A sessão no TRE-MS começou com atraso de aproximadamente 40 minutos devido a problemas técnicos no sistema eleitoral. Técnicos do TSE precisaram ser acionados para liberar o acesso utilizado na retotalização conduzida pelo presidente da Corte, Carlos Eduardo Contar.
A principal consequência da nova contagem ocorreu na Assembleia Legislativa. Sem os 10.782 votos obtidos por Raquelle Souza, o PL perdeu uma das vagas conquistadas pelo coeficiente eleitoral, provocando a saída de Neno Razuk da Casa de Leis.

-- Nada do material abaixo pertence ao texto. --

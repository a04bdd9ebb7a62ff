//! JSON encoding of block sequences.
//!
//! Every variant has a hand-written field mapping. Values are written as
//! `{"_type": <tag>, ...fields}`; optional fields are omitted at their zero
//! value. Unknown tags decode into [`Block::Custom`] and get their `_type`
//! back when re-encoded.

use serde::de::{self, Deserialize, Deserializer};
use serde::ser::{self, Serialize, SerializeMap, Serializer};
use serde_json::{Map, Value};

use crate::block::{
    Block, BlockContent, CodeContent, CustomContent, DECORATORS, EMBED_KINDS, EmbedContent,
    LinkData, ListItem, ListKind, MarkData, MarkDef, SpanContent, TYPE_BLOCK, TYPE_CODE, TYPE_LINK,
    TYPE_SPAN,
};
use crate::error::{CodecError, DecodeError, UnsupportedContentError};

const TYPE_FIELD: &str = "_type";
const KEY_FIELD: &str = "_key";

/// Tags whose layout is fixed and cannot be claimed by passthrough content.
const RESERVED_TAGS: &[&str] = &[TYPE_BLOCK, TYPE_SPAN, TYPE_CODE];

/// Encodes a block sequence as a JSON string.
pub fn encode(blocks: &[Block]) -> Result<String, CodecError> {
    check_all(blocks)?;
    Ok(serde_json::to_string(blocks)?)
}

/// Encodes a block sequence as a JSON array value.
pub fn encode_value(blocks: &[Block]) -> Result<Value, CodecError> {
    check_all(blocks)?;
    Ok(serde_json::to_value(blocks)?)
}

/// Decodes a JSON array of blocks. Fails as a whole if any element fails.
pub fn decode(input: &str) -> Result<Vec<Block>, CodecError> {
    let value: Value = serde_json::from_str(input)?;
    Ok(decode_value(value)?)
}

/// Decodes an already-parsed JSON array of blocks.
pub fn decode_value(value: Value) -> Result<Vec<Block>, DecodeError> {
    let Value::Array(items) = value else {
        return Err(DecodeError::expected("?", "body", "an array of blocks"));
    };
    items.into_iter().map(decode_block).collect()
}

/// Decodes a single block value, dispatching on its `_type`.
pub fn decode_block(value: Value) -> Result<Block, DecodeError> {
    let Value::Object(mut map) = value else {
        return Err(DecodeError::expected("?", TYPE_FIELD, "an object"));
    };
    let tag = match map.remove(TYPE_FIELD) {
        Some(Value::String(tag)) => tag,
        Some(_) => return Err(DecodeError::expected("?", TYPE_FIELD, "a string")),
        None => return Err(DecodeError::missing("?", TYPE_FIELD)),
    };

    let fields = Fields {
        tag: &tag,
        map: &map,
    };
    let block = match tag.as_str() {
        TYPE_BLOCK => Block::Text(decode_block_content(&fields)?),
        TYPE_SPAN => Block::Span(decode_span(&fields)?),
        TYPE_CODE => Block::Code(CodeContent {
            language: fields
                .opt_str("language")?
                .filter(|language| !language.is_empty())
                .map(str::to_string),
            code: fields.str("code")?.to_string(),
        }),
        kind if EMBED_KINDS.contains(&kind) => Block::Embed(EmbedContent {
            kind: tag.clone(),
            url: fields.str("url")?.to_string(),
        }),
        _ => Block::Custom(CustomContent { kind: tag, fields: map }),
    };
    Ok(block)
}

/// Checks that a block has a field mapping for the tag it claims.
///
/// Each tag decodes to exactly one variant, so a block is only encodable when
/// its variant is the one its tag decodes to: embeds must use a kind from
/// [`EMBED_KINDS`], and passthrough blocks must use any other non-empty tag.
pub fn check_encodable(block: &Block) -> Result<(), UnsupportedContentError> {
    let supported = match block {
        Block::Embed(EmbedContent { kind, .. }) => EMBED_KINDS.contains(&kind.as_str()),
        Block::Custom(CustomContent { kind, .. }) => {
            !kind.is_empty()
                && !RESERVED_TAGS.contains(&kind.as_str())
                && !EMBED_KINDS.contains(&kind.as_str())
        }
        _ => true,
    };
    if supported {
        Ok(())
    } else {
        Err(UnsupportedContentError {
            tag: block.type_name().to_string(),
        })
    }
}

fn check_all(blocks: &[Block]) -> Result<(), UnsupportedContentError> {
    blocks.iter().try_for_each(check_encodable)
}

fn decode_block_content(fields: &Fields<'_>) -> Result<BlockContent, DecodeError> {
    let style = fields.str("style")?.to_string();

    let children = fields
        .opt_array("children")?
        .iter()
        .map(|child| match child {
            Value::Object(map) if map.get(TYPE_FIELD).and_then(Value::as_str) == Some(TYPE_SPAN) => {
                decode_span(&Fields { tag: TYPE_SPAN, map })
            }
            _ => Err(DecodeError::expected(TYPE_BLOCK, "children", "a list of spans")),
        })
        .collect::<Result<Vec<_>, _>>()?;

    let mark_defs = fields
        .opt_array("markDefs")?
        .iter()
        .map(decode_mark_def)
        .collect::<Result<Vec<_>, _>>()?;

    let dangling = children.iter().flat_map(|span| &span.marks).any(|mark| {
        !DECORATORS.contains(&mark.as_str()) && !mark_defs.iter().any(|def| def.key == *mark)
    });
    if dangling {
        return Err(DecodeError::expected(
            TYPE_BLOCK,
            "marks",
            "decorators or keys of the block's markDefs",
        ));
    }

    let list_item = match (fields.opt_str("listItem")?, fields.opt_u32("level")?) {
        (None, None) => None,
        (Some(kind), Some(level)) => {
            let kind = ListKind::from_name(kind).ok_or_else(|| {
                DecodeError::expected(TYPE_BLOCK, "listItem", "`bullet` or `number`")
            })?;
            if level == 0 {
                return Err(DecodeError::expected(TYPE_BLOCK, "level", "at least 1"));
            }
            Some(ListItem { kind, level })
        }
        (Some(_), None) => return Err(DecodeError::missing(TYPE_BLOCK, "level")),
        (None, Some(_)) => return Err(DecodeError::missing(TYPE_BLOCK, "listItem")),
    };

    Ok(BlockContent {
        style,
        children,
        mark_defs,
        list_item,
    })
}

fn decode_span(fields: &Fields<'_>) -> Result<SpanContent, DecodeError> {
    let text = fields.str("text")?.to_string();
    let marks = fields
        .opt_array("marks")?
        .iter()
        .map(|mark| {
            mark.as_str()
                .map(str::to_string)
                .ok_or_else(|| DecodeError::expected(TYPE_SPAN, "marks", "a list of strings"))
        })
        .collect::<Result<Vec<_>, _>>()?;
    Ok(SpanContent { text, marks })
}

fn decode_mark_def(value: &Value) -> Result<MarkDef, DecodeError> {
    let Value::Object(map) = value else {
        return Err(DecodeError::expected(TYPE_BLOCK, "markDefs", "a list of objects"));
    };
    let kind = match map.get(TYPE_FIELD) {
        Some(Value::String(kind)) => kind.as_str(),
        Some(_) => return Err(DecodeError::expected("markDef", TYPE_FIELD, "a string")),
        None => return Err(DecodeError::missing("markDef", TYPE_FIELD)),
    };
    let fields = Fields { tag: kind, map };
    let key = fields.str(KEY_FIELD)?.to_string();

    let data = if kind == TYPE_LINK {
        MarkData::Link(LinkData {
            href: fields.str("href")?.to_string(),
        })
    } else {
        let mut rest = map.clone();
        rest.remove(TYPE_FIELD);
        rest.remove(KEY_FIELD);
        MarkData::Other {
            kind: kind.to_string(),
            fields: rest,
        }
    };
    Ok(MarkDef { key, data })
}

/// Typed field access over a JSON object, reporting failures against `tag`.
struct Fields<'a> {
    tag: &'a str,
    map: &'a Map<String, Value>,
}

impl<'a> Fields<'a> {
    /// Present and not `null`.
    fn get(&self, field: &str) -> Option<&'a Value> {
        self.map.get(field).filter(|value| !value.is_null())
    }

    fn str(&self, field: &str) -> Result<&'a str, DecodeError> {
        self.opt_str(field)?
            .ok_or_else(|| DecodeError::missing(self.tag, field))
    }

    fn opt_str(&self, field: &str) -> Result<Option<&'a str>, DecodeError> {
        match self.get(field) {
            None => Ok(None),
            Some(Value::String(s)) => Ok(Some(s.as_str())),
            Some(_) => Err(DecodeError::expected(self.tag, field, "a string")),
        }
    }

    fn opt_array(&self, field: &str) -> Result<&'a [Value], DecodeError> {
        match self.get(field) {
            None => Ok(&[]),
            Some(Value::Array(items)) => Ok(items.as_slice()),
            Some(_) => Err(DecodeError::expected(self.tag, field, "an array")),
        }
    }

    fn opt_u32(&self, field: &str) -> Result<Option<u32>, DecodeError> {
        match self.get(field) {
            None => Ok(None),
            Some(value) => value
                .as_u64()
                .and_then(|n| u32::try_from(n).ok())
                .map(Some)
                .ok_or_else(|| DecodeError::expected(self.tag, field, "a positive integer")),
        }
    }
}

impl Serialize for Block {
    fn serialize<S: Serializer>(&self, serializer: S) -> Result<S::Ok, S::Error> {
        check_encodable(self).map_err(ser::Error::custom)?;

        match self {
            Block::Text(content) => content.serialize(serializer),
            Block::Span(span) => span.serialize(serializer),
            Block::Code(code) => {
                let mut map = serializer.serialize_map(None)?;
                map.serialize_entry(TYPE_FIELD, TYPE_CODE)?;
                if let Some(language) = code.language.as_deref().filter(|l| !l.is_empty()) {
                    map.serialize_entry("language", language)?;
                }
                map.serialize_entry("code", &code.code)?;
                map.end()
            }
            Block::Embed(embed) => {
                let mut map = serializer.serialize_map(Some(2))?;
                map.serialize_entry(TYPE_FIELD, &embed.kind)?;
                map.serialize_entry("url", &embed.url)?;
                map.end()
            }
            Block::Custom(custom) => {
                let mut map = serializer.serialize_map(None)?;
                map.serialize_entry(TYPE_FIELD, &custom.kind)?;
                for (name, value) in custom.fields.iter().filter(|(name, _)| *name != TYPE_FIELD) {
                    map.serialize_entry(name, value)?;
                }
                map.end()
            }
        }
    }
}

impl Serialize for BlockContent {
    fn serialize<S: Serializer>(&self, serializer: S) -> Result<S::Ok, S::Error> {
        let mut map = serializer.serialize_map(None)?;
        map.serialize_entry(TYPE_FIELD, TYPE_BLOCK)?;
        map.serialize_entry("style", &self.style)?;
        map.serialize_entry("children", &self.children)?;
        map.serialize_entry("markDefs", &self.mark_defs)?;
        if let Some(item) = &self.list_item {
            map.serialize_entry("listItem", item.kind.as_str())?;
            map.serialize_entry("level", &item.level)?;
        }
        map.end()
    }
}

impl Serialize for SpanContent {
    fn serialize<S: Serializer>(&self, serializer: S) -> Result<S::Ok, S::Error> {
        let mut map = serializer.serialize_map(None)?;
        map.serialize_entry(TYPE_FIELD, TYPE_SPAN)?;
        map.serialize_entry("text", &self.text)?;
        if !self.marks.is_empty() {
            map.serialize_entry("marks", &self.marks)?;
        }
        map.end()
    }
}

impl Serialize for MarkDef {
    fn serialize<S: Serializer>(&self, serializer: S) -> Result<S::Ok, S::Error> {
        let mut map = serializer.serialize_map(None)?;
        map.serialize_entry(TYPE_FIELD, self.type_name())?;
        map.serialize_entry(KEY_FIELD, &self.key)?;
        match &self.data {
            MarkData::Link(link) => map.serialize_entry("href", &link.href)?,
            MarkData::Other { fields, .. } => {
                for (name, value) in fields
                    .iter()
                    .filter(|(name, _)| *name != TYPE_FIELD && *name != KEY_FIELD)
                {
                    map.serialize_entry(name, value)?;
                }
            }
        }
        map.end()
    }
}

impl<'de> Deserialize<'de> for Block {
    fn deserialize<D: Deserializer<'de>>(deserializer: D) -> Result<Self, D::Error> {
        let value = Value::deserialize(deserializer)?;
        decode_block(value).map_err(de::Error::custom)
    }
}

Na Câmara dos Deputados, a alteração atingiu apenas a ordem de suplência do PL. Antes da decisão, Tio Trutis ocupava a segunda suplência da legenda. Agora, a posição passa a ser de Bethania Kelly Rodrigues da Silva.
Com a redistribuição das cadeiras, o PSDB recuperou espaço na Assembleia Legislativa, garantindo a posse de João César Mattogrosso, atual diretor-adjunto do Departamento Estadual de Trânsito de Mato Grosso do Sul. Ele já havia ocupado cadeira temporária na Alems durante licença do deputado estadual Pedro Caravina.
Segundo informações do TRE-MS, a ata da retotalização já foi assinada e o tribunal prepara o envio do ofício oficial à Assembleia comunicando a substituição. A expectativa é de que a diplomação e a posse ocorram ainda nesta semana.
Além da perda do mandato, Neno Razuk também deixará de ter imunidade parlamentar. Em dezembro do ano passado, ele foi condenado em primeira instância a 15 anos e sete meses de prisão por participação em organização criminosa ligada ao jogo do bicho. Apesar da condenação, ele segue apto a disputar eleições porque o processo ainda não transitou em julgado.
As investigações apontaram que Tio Trutis e Raquelle Souza utilizaram empresas para ocultar movimentações ilícitas de dinheiro público do fundo eleitoral. O esquema investigado movimentou cerca de R$ 776 mil considerados ilegais.
Neno Razuk não participou das atividades da Assembleia nesta semana e, por meio da assessoria, informou que não comentará o caso.